INR to JPY Outlook
In the near term, INR/JPY is trading close to its 3-month average and within its recent range. The dominant driver is the rate differential, with the Japanese yen supported by BOJ normalization and rate hikes. Current conditions suggest limited directional movement, as the pair consolidates within its recent range and downward pressure on the rupee persists. This may keep the pair stable in the near term.
Transfer implications
- Expats: sending money abroad may find the current levels relatively supportive of Japanese Yen conversions.

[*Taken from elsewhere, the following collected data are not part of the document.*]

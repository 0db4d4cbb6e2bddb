//! Email resolution strategies. Each returns found or not-found; the engine
//! runs them in the configured order and stops at the first hit.

use std::sync::LazyLock;

use leadgen_core::EmailSource;
use regex::Regex;
use reqwest::Url;

pub(crate) static EMAIL_RE: LazyLock<Regex> = LazyLock::new(|| {
    Regex::new(r"[a-zA-Z0-9._%+-]+@[a-zA-Z0-9.-]+\.[a-zA-Z]{2,}").expect("valid email regex")
});

#[derive(Debug, Clone, Copy, PartialEq, Eq)]
pub enum EmailStrategy {
    /// Editorial summary, then up to five reviews.
    ProviderText,
    /// Homepage `mailto:` link, then visible text.
    WebsiteScrape,
    /// `info@<domain>`.
    DomainGuess,
}

impl EmailStrategy {
    pub const DEFAULT_ORDER: [EmailStrategy; 3] = [
        EmailStrategy::ProviderText,
        EmailStrategy::WebsiteScrape,
        EmailStrategy::DomainGuess,
    ];

    #[must_use]
    pub fn source(self) -> EmailSource {
        match self {
            EmailStrategy::ProviderText => EmailSource::ProviderText,
            EmailStrategy::WebsiteScrape => EmailSource::WebsiteScrape,
            EmailStrategy::DomainGuess => EmailSource::DomainGuess,
        }
    }
}

#[derive(Debug, Clone, PartialEq, Eq)]
pub enum EmailLookup {
    Found(String),
    NotFound,
}

impl From<Option<String>> for EmailLookup {
    fn from(value: Option<String>) -> Self {
        value.map_or(EmailLookup::NotFound, EmailLookup::Found)
    }
}

/// First email-shaped substring of `text`.
#[must_use]
pub fn find_email(text: &str) -> Option<&str> {
    EMAIL_RE.find(text).map(|m| m.as_str())
}

/// Scans each text in order and returns the first email found.
pub fn email_from_free_text<'a>(texts: impl IntoIterator<Item = &'a str>) -> EmailLookup {
    texts
        .into_iter()
        .find_map(find_email)
        .map(str::to_owned)
        .into()
}

/// `info@<host>` with a leading `www.` removed. Not-found for unparseable
/// URLs and IP hosts.
#[must_use]
pub fn guess_from_website(website: &str) -> EmailLookup {
    let Ok(url) = Url::parse(website.trim()) else {
        return EmailLookup::NotFound;
    };
    let Some(domain) = url.domain() else {
        return EmailLookup::NotFound;
    };
    let domain = domain.strip_prefix("www.").unwrap_or(domain);
    if domain.is_empty() || !domain.contains('.') {
        return EmailLookup::NotFound;
    }
    EmailLookup::Found(format!("info@{domain}"))
}
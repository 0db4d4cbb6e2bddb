//! Row types for the `leads` table.

use chrono::{DateTime, Utc};
use leadgen_core::{EnrichedLead, ValueTier};
use uuid::Uuid;

/// Default page size for [`super::list_leads`].
pub const DEFAULT_LIST_LIMIT: i64 = 50;

/// Input record for inserting a pipeline result.
#[derive(Debug, Clone, PartialEq)]
pub struct NewLead {
    pub place_id: String,
    pub name: String,
    pub address: Option<String>,
    pub rating: Option<f64>,
    pub review_count: Option<i32>,
    pub value_score: i16,
    pub value_tier: String,
    pub phone: Option<String>,
    pub website: Option<String>,
    pub email: Option<String>,
    pub email_source: Option<String>,
    pub business_status: Option<String>,
    pub enrichment: String,
    pub city: String,
    pub category: String,
    pub contributed_by: Option<String>,
}

impl NewLead {
    /// Flattens an enriched lead together with the search that produced it.
    #[must_use]
    pub fn from_enriched(
        lead: &EnrichedLead,
        city: &str,
        category: &str,
        contributed_by: Option<&str>,
    ) -> Self {
        let place = &lead.lead.place;
        Self {
            place_id: place.place_id.clone(),
            name: place.name.clone(),
            address: place.address.clone(),
            rating: place.rating,
            review_count: place
                .review_count
                .map(|count| i32::try_from(count).unwrap_or(i32::MAX)),
            value_score: i16::from(lead.lead.value_score),
            value_tier: lead.lead.value_tier.as_str().to_string(),
            phone: lead.phone.clone(),
            website: lead.website.clone(),
            email: lead.email.clone(),
            email_source: lead.email_source.map(|s| s.as_str().to_string()),
            business_status: lead.business_status.clone(),
            enrichment: lead.enrichment.as_str().to_string(),
            city: city.to_string(),
            category: category.to_string(),
            contributed_by: contributed_by.map(str::to_string),
        }
    }
}

/// A row from the `leads` table.
///
/// `performance_data` is omitted; it is the raw audit payload and only
/// written, never listed.
#[derive(Debug, Clone, sqlx::FromRow)]
pub struct LeadRow {
    pub id: i64,
    pub public_id: Uuid,
    pub place_id: String,
    pub name: String,
    pub address: Option<String>,
    pub rating: Option<f64>,
    pub review_count: Option<i32>,
    /// The schema constrains this to `0..=100`.
    pub value_score: i16,
    pub value_tier: String,
    pub phone: Option<String>,
    pub website: Option<String>,
    pub email: Option<String>,
    pub email_source: Option<String>,
    pub business_status: Option<String>,
    pub enrichment: String,
    pub city: String,
    pub category: String,
    pub contributed_by: Option<String>,
    pub performance_score: Option<i16>,
    pub audited_at: Option<DateTime<Utc>>,
    pub created_at: DateTime<Utc>,
    pub updated_at: DateTime<Utc>,
}

/// Filters for [`super::list_leads`]. `None` fields match everything.
#[derive(Debug, Clone, PartialEq, Eq)]
pub struct LeadFilter {
    pub city: Option<String>,
    pub category: Option<String>,
    pub min_tier: Option<ValueTier>,
    pub limit: i64,
}

impl Default for LeadFilter {
    fn default() -> Self {
        Self {
            city: None,
            category: None,
            min_tier: None,
            limit: DEFAULT_LIST_LIMIT,
        }
    }
}

impl LeadFilter {
    /// Minimum `value_score` implied by `min_tier`.
    #[must_use]
    pub fn min_score(&self) -> i16 {
        self.min_tier.map_or(0, |tier| i16::from(tier.min_score()))
    }
}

- Travellers: exchanging currency might encounter slightly less favourable conditions than recent levels if the pair weakens.
- Businesses: paying foreign invoices in Japanese Yen could see conditions remain stable, with limited immediate cost changes.
Key drivers
- Rate gap: INR's trade deficit and high oil costs keep the rupee under pressure, widening the interest rate differential with Japan.
- Risk/commodities: Risk sentiment remains neutral, though risk-off conditions would support the Yen.
- Global factors: BOJ normalization and rate hikes continue to underpin Japanese Yen strength.
What could change it
- Upside risk: A shift in risk sentiment towards optimism might support the INR and narrow the rate differential.
- Downside risk: If the USD interest rate environment tightens further or oil prices fall sharply, the Yen could strengthen more.